Saved entries
++++++++

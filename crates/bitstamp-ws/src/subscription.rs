//! Subscription tracking
//!
//! A topic is Pending from the moment its subscribe message is queued until
//! the server acknowledges it, then Active until the unsubscribe is
//! acknowledged or the set is cleared.

use std::collections::HashMap;

/// Lifecycle state of one topic
#[derive(Debug, Clone, Copy, PartialEq, Eq)]
pub enum SubscriptionState {
    /// Subscribe sent, no acknowledgment yet
    Pending,
    /// Acknowledged by the server
    Active,
}

/// Topics the multiplexer has asked for, keyed by topic identifier
#[derive(Debug, Default)]
pub struct SubscriptionSet {
    topics: HashMap<String, SubscriptionState>,
}

impl SubscriptionSet {
    /// Create an empty set
    pub fn new() -> Self {
        Self::default()
    }

    /// Record a subscribe request; active topics stay active
    pub fn request(&mut self, topic: &str) {
        self.topics
            .entry(topic.to_string())
            .or_insert(SubscriptionState::Pending);
    }

    /// Record a subscribe acknowledgment
    ///
    /// Returns true if the topic was not already active. Acknowledgments for
    /// topics never requested are still recorded; the server is authoritative.
    pub fn confirm(&mut self, topic: &str) -> bool {
        self.topics.insert(topic.to_string(), SubscriptionState::Active) != Some(SubscriptionState::Active)
    }

    /// Forget a topic that was requested but not yet acknowledged
    pub fn cancel_pending(&mut self, topic: &str) -> bool {
        if self.topics.get(topic) == Some(&SubscriptionState::Pending) {
            self.topics.remove(topic);
            return true;
        }
        false
    }

    /// Record an unsubscribe acknowledgment
    pub fn remove(&mut self, topic: &str) -> bool {
        self.topics.remove(topic).is_some()
    }

    /// State of a topic
    pub fn state(&self, topic: &str) -> Option<SubscriptionState> {
        self.topics.get(topic).copied()
    }

    /// Check if a topic is active
    pub fn is_active(&self, topic: &str) -> bool {
        self.state(topic) == Some(SubscriptionState::Active)
    }

    /// Active topics, sorted
    pub fn active(&self) -> Vec<String> {
        self.with_state(SubscriptionState::Active)
    }

    /// Pending topics, sorted
    pub fn pending(&self) -> Vec<String> {
        self.with_state(SubscriptionState::Pending)
    }

    /// Every tracked topic, sorted
    pub fn topics(&self) -> Vec<String> {
        let mut topics: Vec<String> = self.topics.keys().cloned().collect();
        topics.sort();
        topics
    }

    /// Move every topic back to Pending, returning them for resubscription
    pub fn mark_all_pending(&mut self) -> Vec<String> {
        for state in self.topics.values_mut() {
            *state = SubscriptionState::Pending;
        }
        self.topics()
    }

    /// Remove every topic, returning what was tracked
    pub fn drain(&mut self) -> Vec<String> {
        let mut topics: Vec<String> = self.topics.drain().map(|(topic, _)| topic).collect();
        topics.sort();
        topics
    }

    /// Number of tracked topics
    pub fn len(&self) -> usize {
        self.topics.len()
    }

    /// Check if no topic is tracked
    pub fn is_empty(&self) -> bool {
        self.topics.is_empty()
    }

    fn with_state(&self, wanted: SubscriptionState) -> Vec<String> {
        let mut topics: Vec<String> = self
            .topics
            .iter()
            .filter(|(_, state)| **state == wanted)
            .map(|(topic, _)| topic.clone())
            .collect();
        topics.sort();
        topics
    }
}
//! Demo: Live Trades
//!
//! Showcases: topic subscriptions, derived trade cost, lifecycle listeners
//!
//! Run: cargo run --bin live_trades -- btcusd ethusd

use bitstamp_types::ChannelKind;
use bitstamp_ws::{ChannelMultiplexer, StreamConfig};
use colored::*;
use std::time::Duration;
use tracing_subscriber::EnvFilter;

#[tokio::main]
async fn main() -> Result<(), Box<dyn std::error::Error>> {
    tracing_subscriber::fmt()
        .with_env_filter(EnvFilter::try_from_default_env().unwrap_or_else(|_| EnvFilter::new("warn")))
        .init();

    let mut pairs: Vec<String> = std::env::args().skip(1).collect();
    if pairs.is_empty() {
        pairs.push("btcusd".to_string());
    }

    println!("{}", "═".repeat(65).cyan());
    println!("{}", "  LIVE TRADES".cyan().bold());
    println!("{}", "  Bitstamp SDK Demo - Multiplexed Trade Stream".cyan());
    println!("{}", "═".repeat(65).cyan());
    println!();

    let stream = ChannelMultiplexer::new(StreamConfig::default());

    stream.on_connected(|info| {
        let label = if info.is_reconnection { "Reconnected" } else { "Connected" };
        println!("  {} {} to {}", "●".green(), label.green(), info.url);
    });
    stream.on_disconnected(|reason| {
        println!("  {} Disconnected: {}", "●".red(), reason);
    });
    stream.on_error(|e| {
        println!("  {} {}", "!".yellow(), e);
    });

    for pair in &pairs {
        let topic = stream.subscribe(ChannelKind::LiveTrades, pair)?;
        let label = pair.to_uppercase();
        stream.on_topic(topic, move |event| {
            let timestamp = chrono::Local::now().format("%H:%M:%S%.3f");
            let data = event.data();
            let side = match data.get("type").and_then(|t| t.as_i64()) {
                Some(0) => "BUY ".green(),
                Some(1) => "SELL".red(),
                _ => "    ".normal(),
            };
            let cost = event
                .cost()
                .map(|c| c.round_dp(2).to_string())
                .unwrap_or_else(|| "-".to_string());
            println!(
                "  {} {:<8} {} amount={} price={} cost={}",
                format!("[{}]", timestamp).dimmed(),
                label.cyan(),
                side,
                data.get("amount").map(|v| v.to_string()).unwrap_or_default(),
                data.get("price").map(|v| v.to_string()).unwrap_or_default(),
                cost.white().bold()
            );
        });
    }

    stream.start()?;

    tokio::select! {
        _ = tokio::signal::ctrl_c() => {}
        _ = tokio::time::sleep(Duration::from_secs(60)) => {}
    }

    println!();
    println!("  Active topics: {}", stream.active_topics().join(", ").cyan());
    stream.close();
    stream.closed().await;

    Ok(())
}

++++++++

Task description
Wherever the word "Demo" appears in the entries above, copy that whole line.

Task solution
//! Demo: Live Trades
    println!("{}", "  Bitstamp SDK Demo - Multiplexed Trade Stream".cyan());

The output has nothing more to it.